**Instructions for the task:**
How many lines in the material below contain the word "Overload"? Write only the number.

**Stored data:**

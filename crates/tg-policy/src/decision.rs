// decision.rs — The verdict returned for every operation.
//
// A TrustDecision is produced once per evaluation and never mutated after it
// leaves the engine. `source` records which pipeline stage produced it, so a
// human reviewer can tell a rate-limit escalation from a tamper response
// without parsing the reason string.

use std::fmt;

use serde::{Deserialize, Serialize};

/// How risky an operation is judged to be. Ordered: `Low < Critical`.
#[derive(Debug, Clone, Copy, Serialize, Deserialize, PartialEq, Eq, Hash, PartialOrd, Ord)]
#[serde(rename_all = "UPPERCASE")]
pub enum RiskLevel {
    Low,
    Medium,
    High,
    Critical,
}

impl fmt::Display for RiskLevel {
    fn fmt(&self, f: &mut fmt::Formatter<'_>) -> fmt::Result {
        match self {
            RiskLevel::Low => write!(f, "LOW"),
            RiskLevel::Medium => write!(f, "MEDIUM"),
            RiskLevel::High => write!(f, "HIGH"),
            RiskLevel::Critical => write!(f, "CRITICAL"),
        }
    }
}

/// Which stage of the pipeline produced a decision.
///
/// The last five variants are the error taxonomy: every decision carrying one
/// of them is a fail-closed escalation.
#[derive(Debug, Clone, Copy, Serialize, Deserialize, PartialEq, Eq, Hash)]
#[serde(rename_all = "snake_case")]
pub enum DecisionSource {
    /// Fresh classification against the active policy.
    Classifier,
    /// Served from the exact-operation memo.
    Memo,
    /// Served from the normalized-pattern cache.
    PatternCache,
    /// Malformed operation.
    Validation,
    /// Policy missing, corrupt, or tampered.
    Config,
    /// Suspicious pattern, external-request failure, or manual mode.
    Security,
    /// Per-user hourly cap exceeded.
    RateLimit,
    /// Admission deadline exceeded under load.
    Overload,
    /// Unexpected internal failure.
    Internal,
}

impl fmt::Display for DecisionSource {
    fn fmt(&self, f: &mut fmt::Formatter<'_>) -> fmt::Result {
        let s = match self {
            DecisionSource::Classifier => "classifier",
            DecisionSource::Memo => "memo",
            DecisionSource::PatternCache => "pattern_cache",
            DecisionSource::Validation => "validation",
            DecisionSource::Config => "config",
            DecisionSource::Security => "security",
            DecisionSource::RateLimit => "rate_limit",
            DecisionSource::Overload => "overload",
            DecisionSource::Internal => "internal",
        };
        write!(f, "{}", s)
    }
}

/// The engine's verdict plus rationale.
#[derive(Debug, Clone, Serialize, Deserialize, PartialEq, Eq)]
#[serde(rename_all = "camelCase")]
pub struct TrustDecision {
    pub approved: bool,
    pub requires_manual_approval: bool,
    pub reason: String,
    pub risk_level: RiskLevel,
    pub source: DecisionSource,
}

impl TrustDecision {
    /// Auto-approve: the agent may proceed without a human.
    pub fn approve(risk_level: RiskLevel, reason: impl Into<String>) -> Self {
        Self {
            approved: true,
            requires_manual_approval: false,
            reason: reason.into(),
            risk_level,
            source: DecisionSource::Classifier,
        }
    }

    /// Escalate: a human must approve before the agent proceeds.
    pub fn escalate(
        risk_level: RiskLevel,
        reason: impl Into<String>,
        source: DecisionSource,
    ) -> Self {
        Self {
            approved: false,
            requires_manual_approval: true,
            reason: reason.into(),
            risk_level,
            source,
        }
    }

    /// Hard block: not approved, and not offered to a human either.
    ///
    /// Reserved for requests the guard rejects outright (forged identity,
    /// impossible timestamps).
    pub fn deny(risk_level: RiskLevel, reason: impl Into<String>, source: DecisionSource) -> Self {
        Self {
            approved: false,
            requires_manual_approval: false,
            reason: reason.into(),
            risk_level,
            source,
        }
    }

    /// Return the same verdict attributed to a different stage.
    pub fn with_source(mut self, source: DecisionSource) -> Self {
        self.source = source;
        self
    }

    /// Force a human into the loop, keeping the risk assessment.
    ///
    /// Used for manual-approval mode: the operation is still classified, but
    /// an auto-approval is downgraded to an escalation.
    pub fn require_manual(mut self, reason: &str) -> Self {
        if self.requires_manual_approval {
            return self;
        }
        self.approved = false;
        self.requires_manual_approval = true;
        self.reason = format!("{} (was: {})", reason, self.reason);
        self.source = DecisionSource::Security;
        self
    }

    /// True when a human must be involved.
    pub fn is_escalation(&self) -> bool {
        self.requires_manual_approval || !self.approved
    }
}

#[cfg(test)]
mod tests {
    use super::*;

    #[test]
    fn risk_levels_are_ordered() {
        assert!(RiskLevel::Low < RiskLevel::Medium);
        assert!(RiskLevel::High < RiskLevel::Critical);
        assert_eq!(
            [RiskLevel::Medium, RiskLevel::High, RiskLevel::Low]
                .into_iter()
                .max(),
            Some(RiskLevel::High)
        );
    }

    #[test]
    fn require_manual_downgrades_approval() {
        let d = TrustDecision::approve(RiskLevel::Medium, "git status allowed");
        let d = d.require_manual("manual approval mode active");
        assert!(!d.approved);
        assert!(d.requires_manual_approval);
        assert_eq!(d.risk_level, RiskLevel::Medium);
        assert!(d.reason.starts_with("manual approval mode active"));
        assert_eq!(d.source, DecisionSource::Security);
    }

    #[test]
    fn require_manual_leaves_escalations_untouched() {
        let d = TrustDecision::escalate(
            RiskLevel::High,
            "deletion operation",
            DecisionSource::Classifier,
        );
        let again = d.clone().require_manual("manual approval mode active");
        assert_eq!(d, again);
    }

    #[test]
    fn decision_serializes_camel_case() {
        let d = TrustDecision::approve(RiskLevel::Low, "ok");
        let json = serde_json::to_string(&d).unwrap();
        assert!(json.contains("\"requiresManualApproval\":false"));
        assert!(json.contains("\"riskLevel\":\"LOW\""));
        assert!(json.contains("\"source\":\"classifier\""));
    }
}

**Solution to this exercise:**
2